• [Saved entries]

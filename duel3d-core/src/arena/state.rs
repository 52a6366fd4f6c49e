use std::time::Duration;

use super::combatant::{Combatant, Intent, Side};
use super::rules::Rules;

/// Whether gameplay is running or a result is on display
#[derive(Debug, Clone, Copy, PartialEq)]
pub enum Phase {
    Active,
    /// Gameplay is frozen until the match clock reaches `deadline`
    Resolving { winner: Side, deadline: Duration },
}

#[derive(Debug, Clone, Copy, PartialEq, Eq)]
pub enum Direction {
    Left,
    Right,
}

impl Direction {
    fn sign(self) -> f32 {
        match self {
            Direction::Left => -1.0,
            Direction::Right => 1.0,
        }
    }
}

/// A discrete input to the match
#[derive(Debug, Clone, Copy, PartialEq)]
pub enum MatchEvent {
    Move { side: Side, direction: Direction },
    Hold { side: Side, intent: Intent },
    Release { side: Side, intent: Intent },
    /// One frame; `now` is the monotonic match clock
    Tick { now: Duration },
}

/// What a step changed, for logging and presentation
#[derive(Debug, Clone, Copy, PartialEq)]
pub enum Outcome {
    Moved { side: Side, position: f32 },
    MoveBlocked { side: Side },
    Hit { attacker: Side, damage: u32, remaining: u32 },
    Pushed { side: Side, position: f32 },
    Won { winner: Side },
    Reset,
}

/// Result of [`MatchState::step`]
#[derive(Debug, Clone, PartialEq)]
pub struct Step {
    pub state: MatchState,
    pub outcomes: Vec<Outcome>,
}

/// Both combatants plus the match phase.
///
/// Combatant 1 never ends up to the right of combatant 2: moves that would
/// cross are rejected and pushes only go outward.
#[derive(Debug, Clone, Copy, PartialEq)]
pub struct MatchState {
    combatants: [Combatant; 2],
    phase: Phase,
}

impl MatchState {
    /// Fresh match: start positions, full health, nothing held
    pub fn new(rules: &Rules) -> Self {
        Self {
            combatants: rules
                .start_positions
                .map(|position| Combatant::new(position, rules.max_health)),
            phase: Phase::Active,
        }
    }

    pub fn combatant(&self, side: Side) -> &Combatant {
        &self.combatants[side.index()]
    }

    pub fn phase(&self) -> Phase {
        self.phase
    }

    pub fn is_active(&self) -> bool {
        matches!(self.phase, Phase::Active)
    }

    pub fn winner(&self) -> Option<Side> {
        match self.phase {
            Phase::Active => None,
            Phase::Resolving { winner, .. } => Some(winner),
        }
    }

    /// Text shown while a result is on display
    pub fn banner(&self) -> Option<String> {
        self.winner().map(|winner| format!("{winner} wins!"))
    }

    pub fn distance(&self) -> f32 {
        (self.combatants[0].position - self.combatants[1].position).abs()
    }

    /// Apply one event and return the next state.
    ///
    /// Intents follow key state in every phase; movement and contact only
    /// run while the match is active.
    pub fn step(&self, rules: &Rules, event: MatchEvent) -> Step {
        let mut next = *self;
        let mut outcomes = Vec::new();

        match event {
            MatchEvent::Hold { side, intent } => next.combatants[side.index()].intents.hold(intent),
            MatchEvent::Release { side, intent } => {
                next.combatants[side.index()].intents.release(intent)
            }
            MatchEvent::Move { side, direction } => {
                if next.is_active() {
                    next.apply_move(rules, side, direction, &mut outcomes);
                }
            }
            MatchEvent::Tick { now } => match next.phase {
                Phase::Active => next.apply_contact(rules, now, &mut outcomes),
                Phase::Resolving { deadline, .. } if now >= deadline => {
                    next = MatchState::new(rules);
                    outcomes.push(Outcome::Reset);
                }
                Phase::Resolving { .. } => {}
            },
        }

        Step {
            state: next,
            outcomes,
        }
    }

    fn apply_move(
        &mut self,
        rules: &Rules,
        side: Side,
        direction: Direction,
        outcomes: &mut Vec<Outcome>,
    ) {
        let current = self.combatants[side.index()].position;
        let opponent = self.combatants[side.opponent().index()].position;
        let candidate = rules.clamp(current + direction.sign() * rules.move_step);

        let crosses = match side {
            Side::One => candidate > opponent,
            Side::Two => candidate < opponent,
        };
        if crosses {
            outcomes.push(Outcome::MoveBlocked { side });
            return;
        }

        self.combatants[side.index()].position = candidate;
        outcomes.push(Outcome::Moved {
            side,
            position: candidate,
        });
    }

    fn apply_contact(&mut self, rules: &Rules, now: Duration, outcomes: &mut Vec<Outcome>) {
        let distance = self.distance();

        if distance < rules.attack_distance {
            let damage = ((rules.attack_distance - distance) * 100.0).floor() as u32;
            for attacker in Side::BOTH {
                let a = self.combatants[attacker.index()];
                let defender = &mut self.combatants[attacker.opponent().index()];
                // An attacker level with or past its opponent never connects.
                let facing = match attacker {
                    Side::One => a.position < defender.position,
                    Side::Two => a.position > defender.position,
                };
                if a.is_attacking() && !defender.is_defending() && facing {
                    defender.take_damage(damage);
                    outcomes.push(Outcome::Hit {
                        attacker,
                        damage,
                        remaining: defender.health,
                    });
                }
            }
        }

        let winner = if self.combatant(Side::Two).is_down() {
            Some(Side::One)
        } else if self.combatant(Side::One).is_down() {
            Some(Side::Two)
        } else {
            None
        };
        if let Some(winner) = winner {
            self.phase = Phase::Resolving {
                winner,
                deadline: now + rules.resolve_delay,
            };
            outcomes.push(Outcome::Won { winner });
            return;
        }

        if distance < rules.push_distance {
            let [one, two] = self.combatants.map(|c| c.position.abs());
            let pushed: &[Side] = if one > two {
                &[Side::One]
            } else if two > one {
                &[Side::Two]
            } else {
                &Side::BOTH
            };
            for &side in pushed {
                let combatant = &mut self.combatants[side.index()];
                combatant.position =
                    rules.clamp(combatant.position + side.outward() * rules.push_step);
                outcomes.push(Outcome::Pushed {
                    side,
                    position: combatant.position,
                });
            }
        }
    }
}

#[cfg(test)]
mod tests {
    use super::*;

    fn state_at(rules: &Rules, one: f32, two: f32) -> MatchState {
        let mut state = MatchState::new(rules);
        state.combatants[0].position = one;
        state.combatants[1].position = two;
        state
    }

    fn tick(secs: f32) -> MatchEvent {
        MatchEvent::Tick {
            now: Duration::from_secs_f32(secs),
        }
    }

    #[test]
    fn test_new_match() {
        let rules = Rules::default();
        let state = MatchState::new(&rules);
        assert_eq!(state.combatant(Side::One).position, -0.5);
        assert_eq!(state.combatant(Side::Two).position, 0.5);
        assert_eq!(state.combatant(Side::One).health, 100);
        assert!(state.is_active());
        assert_eq!(state.banner(), None);
    }

    #[test]
    fn test_damage_when_close_and_undefended() {
        let rules = Rules::default();
        let mut state = state_at(&rules, -0.05, 0.0);
        state.combatants[0].intents.hold(Intent::Attack);

        let step = state.step(&rules, tick(0.0));
        assert_eq!(step.state.combatant(Side::Two).health, 85);
        assert_eq!(step.state.combatant(Side::One).health, 100);
        assert!(step.outcomes.contains(&Outcome::Hit {
            attacker: Side::One,
            damage: 15,
            remaining: 85,
        }));
    }

    #[test]
    fn test_defending_blocks_damage() {
        let rules = Rules::default();
        let mut state = state_at(&rules, -0.05, 0.0);
        state.combatants[0].intents.hold(Intent::Attack);
        state.combatants[1].intents.hold(Intent::Defend);

        let step = state.step(&rules, tick(0.0));
        assert_eq!(step.state.combatant(Side::Two).health, 100);
    }

    #[test]
    fn test_no_damage_out_of_reach() {
        let rules = Rules::default();
        let mut state = state_at(&rules, -0.2, 0.1);
        state.combatants[0].intents.hold(Intent::Attack);
        state.combatants[1].intents.hold(Intent::Attack);

        let step = state.step(&rules, tick(0.0));
        assert_eq!(step.state.combatant(Side::One).health, 100);
        assert_eq!(step.state.combatant(Side::Two).health, 100);
        assert!(step.outcomes.is_empty());
    }

    #[test]
    fn test_both_attackers_connect() {
        let rules = Rules::default();
        let mut state = state_at(&rules, -0.3, -0.2);
        state.combatants[0].intents.hold(Intent::Attack);
        state.combatants[1].intents.hold(Intent::Attack);

        let step = state.step(&rules, tick(0.0));
        let one = step.state.combatant(Side::One).health;
        let two = step.state.combatant(Side::Two).health;
        assert_eq!(one, two);
        assert!(one < 100);
    }

    #[test]
    fn test_level_attacker_never_connects() {
        let rules = Rules::default();
        let mut state = state_at(&rules, 0.1, 0.1);
        state.combatants[0].intents.hold(Intent::Attack);
        state.combatants[1].intents.hold(Intent::Attack);

        let step = state.step(&rules, tick(0.0));
        assert!(!step
            .outcomes
            .iter()
            .any(|o| matches!(o, Outcome::Hit { .. })));
    }

    #[test]
    fn test_push_clamps_to_ring() {
        let rules = Rules::default();
        let state = state_at(&rules, 0.69, 0.74);

        let step = state.step(&rules, tick(0.0));
        assert_eq!(step.state.combatant(Side::Two).position, 0.75);
        assert_eq!(step.state.combatant(Side::One).position, 0.69);
    }

    #[test]
    fn test_push_moves_outer_combatant() {
        let rules = Rules::default();
        let state = state_at(&rules, -0.3, -0.25);

        let step = state.step(&rules, tick(0.0));
        let one = step.state.combatant(Side::One).position;
        assert!((one - (-0.315)).abs() < 1e-6);
        assert_eq!(step.state.combatant(Side::Two).position, -0.25);
    }

    #[test]
    fn test_push_equidistant_separates_both() {
        let rules = Rules::default();
        let state = state_at(&rules, -0.02, 0.02);

        let step = state.step(&rules, tick(0.0));
        assert!(step.state.combatant(Side::One).position < -0.02);
        assert!(step.state.combatant(Side::Two).position > 0.02);
    }

    #[test]
    fn test_move_blocked_when_crossing() {
        let rules = Rules::default();
        let state = state_at(&rules, 0.09, 0.10);

        let step = state.step(
            &rules,
            MatchEvent::Move {
                side: Side::One,
                direction: Direction::Right,
            },
        );
        assert_eq!(step.state.combatant(Side::One).position, 0.09);
        assert_eq!(step.outcomes, vec![Outcome::MoveBlocked { side: Side::One }]);
    }

    #[test]
    fn test_move_clamps_to_ring() {
        let rules = Rules::default();
        let state = state_at(&rules, -0.73, 0.5);

        let step = state.step(
            &rules,
            MatchEvent::Move {
                side: Side::One,
                direction: Direction::Left,
            },
        );
        assert_eq!(step.state.combatant(Side::One).position, -0.75);

        let step = step.state.step(
            &rules,
            MatchEvent::Move {
                side: Side::Two,
                direction: Direction::Left,
            },
        );
        assert!((step.state.combatant(Side::Two).position - 0.45).abs() < 1e-6);
    }

    #[test]
    fn test_intents_follow_keys() {
        let rules = Rules::default();
        let state = MatchState::new(&rules);
        let held = state
            .step(
                &rules,
                MatchEvent::Hold {
                    side: Side::Two,
                    intent: Intent::Defend,
                },
            )
            .state;
        assert!(held.combatant(Side::Two).is_defending());
        assert!(!held.combatant(Side::One).is_defending());

        let released = held
            .step(
                &rules,
                MatchEvent::Release {
                    side: Side::Two,
                    intent: Intent::Defend,
                },
            )
            .state;
        assert!(!released.combatant(Side::Two).is_defending());
    }

    #[test]
    fn test_win_resolves_then_resets() {
        let rules = Rules::default();
        let mut state = state_at(&rules, -0.05, 0.0);
        state.combatants[0].intents.hold(Intent::Attack);
        state.combatants[1].health = 10;

        let step = state.step(&rules, tick(5.0));
        let resolving = step.state;
        assert_eq!(resolving.combatant(Side::Two).health, 0);
        assert_eq!(resolving.winner(), Some(Side::One));
        assert_eq!(resolving.banner().as_deref(), Some("Player 1 wins!"));
        assert!(step.outcomes.contains(&Outcome::Won { winner: Side::One }));

        // frozen while the banner is up
        let moved = resolving.step(
            &rules,
            MatchEvent::Move {
                side: Side::One,
                direction: Direction::Left,
            },
        );
        assert_eq!(moved.state, resolving);
        let early = resolving.step(&rules, tick(6.5));
        assert_eq!(early.state, resolving);

        let reset = resolving.step(&rules, tick(7.0));
        assert_eq!(reset.outcomes, vec![Outcome::Reset]);
        let fresh = reset.state;
        assert!(fresh.is_active());
        assert_eq!(fresh.combatant(Side::One).position, -0.5);
        assert_eq!(fresh.combatant(Side::Two).position, 0.5);
        assert_eq!(fresh.combatant(Side::One).health, 100);
        assert_eq!(fresh.combatant(Side::Two).health, 100);
        assert!(!fresh.combatant(Side::One).is_attacking());
    }

    #[test]
    fn test_player_two_wins() {
        let rules = Rules::default();
        let mut state = state_at(&rules, -0.1, -0.05);
        state.combatants[1].intents.hold(Intent::Attack);
        state.combatants[0].health = 1;

        let step = state.step(&rules, tick(0.0));
        assert_eq!(step.state.winner(), Some(Side::Two));
        assert_eq!(step.state.banner().as_deref(), Some("Player 2 wins!"));
    }

    #[test]
    fn test_no_push_after_lethal_hit() {
        let rules = Rules::default();
        let mut state = state_at(&rules, -0.05, 0.0);
        state.combatants[0].intents.hold(Intent::Attack);
        state.combatants[1].health = 1;

        let step = state.step(&rules, tick(0.0));
        assert_eq!(step.state.combatant(Side::One).position, -0.05);
    }
}
/// Parser for the `duel3d.conf` settings file
///
/// ```text
/// # comment
/// [rules]
/// attack_distance = 0.2
/// resolve_delay_ms = 2000
/// [camera]
/// eye = 1.0 1.0 2.0
/// [viewer]
/// mode = perspective
/// [bindings]
/// ArrowLeft = player1.left
/// ```
///
/// Keys left out keep their defaults. A `[bindings]` section replaces the
/// default key map instead of extending it.
use std::str::FromStr;
use std::time::Duration;

use nom::{
    branch::alt,
    bytes::complete::{take_till1, take_while1},
    character::complete::{char, space0, space1, u64 as integer},
    combinator::{all_consuming, map, rest},
    number::complete::float,
    sequence::{delimited, separated_pair, tuple},
    IResult,
};

use crate::arena::{Binding, KeyBindings, Rules};
use crate::projection::{Camera, ClipVolume, ProjectionMode};
use crate::vector::Vector;
use crate::viewer::ViewerSettings;

#[derive(Debug, thiserror::Error, PartialEq, Eq)]
pub enum ConfigError {
    #[error("line {line}: cannot parse `{text}`")]
    Syntax { line: usize, text: String },
    #[error("line {line}: unknown section [{name}]")]
    UnknownSection { line: usize, name: String },
    #[error("line {line}: `{key}` is not inside a section")]
    OutsideSection { line: usize, key: String },
    #[error("line {line}: unknown key `{key}` in [{section}]")]
    UnknownKey {
        line: usize,
        section: &'static str,
        key: String,
    },
    #[error("line {line}: invalid value `{value}` for `{key}`")]
    InvalidValue {
        line: usize,
        key: String,
        value: String,
    },
}

/// Everything the frontends can tune
#[derive(Debug, Clone, PartialEq, Default)]
pub struct Config {
    pub rules: Rules,
    pub bindings: KeyBindings,
    pub camera: Camera,
    pub clip: ClipVolume,
    pub viewer: ViewerSettings,
}

#[derive(Debug, Clone, Copy, PartialEq, Eq)]
enum Section {
    Rules,
    Camera,
    Viewer,
    Bindings,
}

impl Section {
    fn name(self) -> &'static str {
        match self {
            Section::Rules => "rules",
            Section::Camera => "camera",
            Section::Viewer => "viewer",
            Section::Bindings => "bindings",
        }
    }
}

#[derive(Debug, PartialEq)]
enum Line<'a> {
    Section(&'a str),
    Entry(&'a str, &'a str),
}

fn section(input: &str) -> IResult<&str, &str> {
    delimited(
        char('['),
        delimited(space0, take_while1(|c: char| c.is_alphanumeric() || c == '_'), space0),
        char(']'),
    )(input)
}

fn entry(input: &str) -> IResult<&str, (&str, &str)> {
    separated_pair(
        take_till1(|c: char| c == '=' || c.is_whitespace()),
        delimited(space0, char('='), space0),
        rest,
    )(input)
}

fn line(input: &str) -> IResult<&str, Line<'_>> {
    alt((map(section, Line::Section), map(entry, |(k, v)| Line::Entry(k, v))))(input)
}

fn vector(input: &str) -> IResult<&str, Vector> {
    map(
        tuple((float, space1, float, space1, float)),
        |(x, _, y, _, z)| [x, y, z],
    )(input)
}

/// Run `parser` over the whole of `value`
fn parse_value<'a, T>(
    parser: impl FnMut(&'a str) -> IResult<&'a str, T>,
    value: &'a str,
) -> Option<T> {
    all_consuming(parser)(value).ok().map(|(_, v)| v)
}

impl Config {
    pub fn parse(text: &str) -> Result<Self, ConfigError> {
        let mut config = Config::default();
        let mut current: Option<Section> = None;
        // last ring_limit or start_player* entry, blamed if the starts do not fit
        let mut placement: Option<(usize, String, String)> = None;

        for (index, raw) in text.lines().enumerate() {
            let line_no = index + 1;
            let trimmed = raw.trim();
            if trimmed.is_empty() || trimmed.starts_with('#') {
                continue;
            }

            let parsed = all_consuming(line)(trimmed)
                .map(|(_, parsed)| parsed)
                .map_err(|_| ConfigError::Syntax {
                    line: line_no,
                    text: trimmed.to_string(),
                })?;

            match parsed {
                Line::Section(name) => {
                    let section = match name {
                        "rules" => Section::Rules,
                        "camera" => Section::Camera,
                        "viewer" => Section::Viewer,
                        "bindings" => Section::Bindings,
                        _ => {
                            return Err(ConfigError::UnknownSection {
                                line: line_no,
                                name: name.to_string(),
                            })
                        }
                    };
                    if section == Section::Bindings {
                        config.bindings = KeyBindings::empty();
                    }
                    current = Some(section);
                }
                Line::Entry(key, value) => {
                    let section = current.ok_or_else(|| ConfigError::OutsideSection {
                        line: line_no,
                        key: key.to_string(),
                    })?;
                    let value = value.trim_end();
                    config.apply(section, line_no, key, value)?;
                    if section == Section::Rules
                        && matches!(key, "ring_limit" | "start_player1" | "start_player2")
                    {
                        placement = Some((line_no, key.to_string(), value.to_string()));
                    }
                }
            }
        }

        if let Some((line, key, value)) = placement {
            if !config.rules.starts_fit() {
                return Err(ConfigError::InvalidValue { line, key, value });
            }
        }
        Ok(config)
    }

    fn apply(&mut self, section: Section, line: usize, key: &str, value: &str) -> Result<(), ConfigError> {
        let invalid = || ConfigError::InvalidValue {
            line,
            key: key.to_string(),
            value: value.to_string(),
        };
        let unknown = || ConfigError::UnknownKey {
            line,
            section: section.name(),
            key: key.to_string(),
        };
        let number = || parse_value(float, value).ok_or_else(invalid);
        let length = || number().and_then(|n| if n >= 0.0 { Ok(n) } else { Err(invalid()) });
        let point = || parse_value(vector, value).ok_or_else(invalid);

        match section {
            Section::Rules => {
                let rules = &mut self.rules;
                match key {
                    "attack_distance" => rules.attack_distance = length()?,
                    "push_distance" => rules.push_distance = length()?,
                    "push_step" => rules.push_step = length()?,
                    "move_step" => rules.move_step = length()?,
                    "ring_limit" => {
                        let limit = number()?;
                        if limit.is_nan() || limit <= 0.0 {
                            return Err(invalid());
                        }
                        rules.ring_limit = limit;
                    }
                    "start_player1" => rules.start_positions[0] = number()?,
                    "start_player2" => rules.start_positions[1] = number()?,
                    "max_health" => {
                        let health = parse_value(integer, value).ok_or_else(invalid)?;
                        rules.max_health = u32::try_from(health).map_err(|_| invalid())?;
                    }
                    "resolve_delay_ms" => {
                        let millis = parse_value(integer, value).ok_or_else(invalid)?;
                        rules.resolve_delay = Duration::from_millis(millis);
                    }
                    _ => return Err(unknown()),
                }
            }
            Section::Camera => match key {
                "eye" => self.camera.eye = point()?,
                "reference" => self.camera.reference = point()?,
                "up" => self.camera.up = point()?,
                "x_min" => self.clip.x_min = number()?,
                "x_max" => self.clip.x_max = number()?,
                "y_min" => self.clip.y_min = number()?,
                "y_max" => self.clip.y_max = number()?,
                "z_near" => self.clip.z_near = number()?,
                "z_far" => self.clip.z_far = number()?,
                _ => return Err(unknown()),
            },
            Section::Viewer => match key {
                "spin" => self.viewer.spin = number()?,
                "mode" => {
                    self.viewer.mode = match value {
                        "orthographic" => ProjectionMode::Orthographic,
                        "perspective" => ProjectionMode::Perspective,
                        _ => return Err(invalid()),
                    }
                }
                _ => return Err(unknown()),
            },
            Section::Bindings => {
                let binding: Binding = value.parse().map_err(|_| invalid())?;
                self.bindings.bind(key, binding.side, binding.command);
            }
        }
        Ok(())
    }
}

impl FromStr for Config {
    type Err = ConfigError;

    fn from_str(s: &str) -> Result<Self, Self::Err> {
        Config::parse(s)
    }
}

#[cfg(test)]
mod tests {
    use super::*;
    use crate::arena::{Command, Side};

    #[test]
    fn test_empty_config_is_default() {
        assert_eq!(Config::parse("").unwrap(), Config::default());
        assert_eq!(
            Config::parse("# nothing here\n\n   \n").unwrap(),
            Config::default()
        );
    }

    #[test]
    fn test_parse_all_sections() {
        let text = "
            [rules]
            attack_distance = 0.25
            ring_limit=0.9
            max_health = 50
            resolve_delay_ms = 1500

            [ camera ]
            eye = 0.0 2.0 4.5
            z_far = -40

            [viewer]
            mode = perspective
            spin = 2.5

            [bindings]
            j = player1.left
            ArrowUp = player2.attack
        ";
        let config: Config = text.parse().unwrap();
        assert_eq!(config.rules.attack_distance, 0.25);
        assert_eq!(config.rules.ring_limit, 0.9);
        assert_eq!(config.rules.max_health, 50);
        assert_eq!(config.rules.resolve_delay, Duration::from_millis(1500));
        assert_eq!(config.rules.push_distance, Rules::default().push_distance);
        assert_eq!(config.camera.eye, [0.0, 2.0, 4.5]);
        assert_eq!(config.clip.z_far, -40.0);
        assert_eq!(config.viewer.mode, ProjectionMode::Perspective);
        assert_eq!(config.viewer.spin, 2.5);

        assert_eq!(config.bindings.iter().count(), 2);
        let binding = config.bindings.lookup("ArrowUp").unwrap();
        assert_eq!(binding.side, Side::Two);
        assert_eq!(binding.command, Command::Attack);
        assert!(config.bindings.lookup("a").is_none());
    }

    #[test]
    fn test_errors_carry_line_numbers() {
        assert_eq!(
            Config::parse("[rules]\nattack_distance = far"),
            Err(ConfigError::InvalidValue {
                line: 2,
                key: "attack_distance".into(),
                value: "far".into(),
            })
        );
        assert_eq!(
            Config::parse("\n\n[physics]"),
            Err(ConfigError::UnknownSection {
                line: 3,
                name: "physics".into(),
            })
        );
        assert_eq!(
            Config::parse("[camera]\nfov = 45"),
            Err(ConfigError::UnknownKey {
                line: 2,
                section: "camera",
                key: "fov".into(),
            })
        );
        assert!(matches!(
            Config::parse("eye = 1 2 3"),
            Err(ConfigError::OutsideSection { line: 1, .. })
        ));
        assert!(matches!(
            Config::parse("[rules"),
            Err(ConfigError::Syntax { line: 1, .. })
        ));
    }

    #[test]
    fn test_vector_needs_three_components() {
        assert!(Config::parse("[camera]\nup = 0 1").is_err());
        assert!(Config::parse("[camera]\nup = 0 1 0 1").is_err());
        assert!(Config::parse("[bindings]\nq = player1.fly").is_err());
        assert!(Config::parse("[rules]\nmax_health = -3").is_err());
    }

    fn invalid(line: usize, key: &str, value: &str) -> Result<Config, ConfigError> {
        Err(ConfigError::InvalidValue {
            line,
            key: key.into(),
            value: value.into(),
        })
    }

    #[test]
    fn test_ring_limit_must_be_positive() {
        assert_eq!(Config::parse("[rules]\nring_limit = -0.5"), invalid(2, "ring_limit", "-0.5"));
        assert_eq!(Config::parse("[rules]\nring_limit = 0"), invalid(2, "ring_limit", "0"));
    }

    #[test]
    fn test_ring_limit_rejects_nan() {
        assert_eq!(Config::parse("[rules]\nring_limit = nan"), invalid(2, "ring_limit", "nan"));
    }

    #[test]
    fn test_swapped_starts_rejected() {
        assert_eq!(
            Config::parse("[rules]\nstart_player1 = 0.6\nstart_player2 = -0.6"),
            invalid(3, "start_player2", "-0.6")
        );
    }

    #[test]
    fn test_start_outside_ring_rejected() {
        assert_eq!(
            Config::parse("[rules]\nstart_player2 = 0.9"),
            invalid(2, "start_player2", "0.9")
        );
        // shrinking the ring under the default starts blames the ring
        assert_eq!(
            Config::parse("[rules]\nring_limit = 0.4"),
            invalid(2, "ring_limit", "0.4")
        );
        // a later entry can make earlier ones fit again
        let config = Config::parse("[rules]\nstart_player2 = 0.9\nring_limit = 1.0").unwrap();
        assert_eq!(config.rules.start_positions, [-0.5, 0.9]);
    }

    #[test]
    fn test_negative_distance_rejected() {
        assert_eq!(
            Config::parse("[rules]\nattack_distance = -0.2"),
            invalid(2, "attack_distance", "-0.2")
        );
        assert_eq!(
            Config::parse("[rules]\npush_distance = -0.08"),
            invalid(2, "push_distance", "-0.08")
        );
    }

    #[test]
    fn test_negative_step_rejected() {
        assert_eq!(Config::parse("[rules]\npush_step = -0.015"), invalid(2, "push_step", "-0.015"));
        assert_eq!(Config::parse("[rules]\nmove_step = -1"), invalid(2, "move_step", "-1"));
        assert!(Config::parse("[rules]\nmove_step = 0").is_ok());
    }
}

• [REQUIRED WORK] The lines above that include "lookup" should each be listed.

• [SOLUTION TO THE EXERCISE]
        let binding = config.bindings.lookup("ArrowUp").unwrap();
        assert!(config.bindings.lookup("a").is_none());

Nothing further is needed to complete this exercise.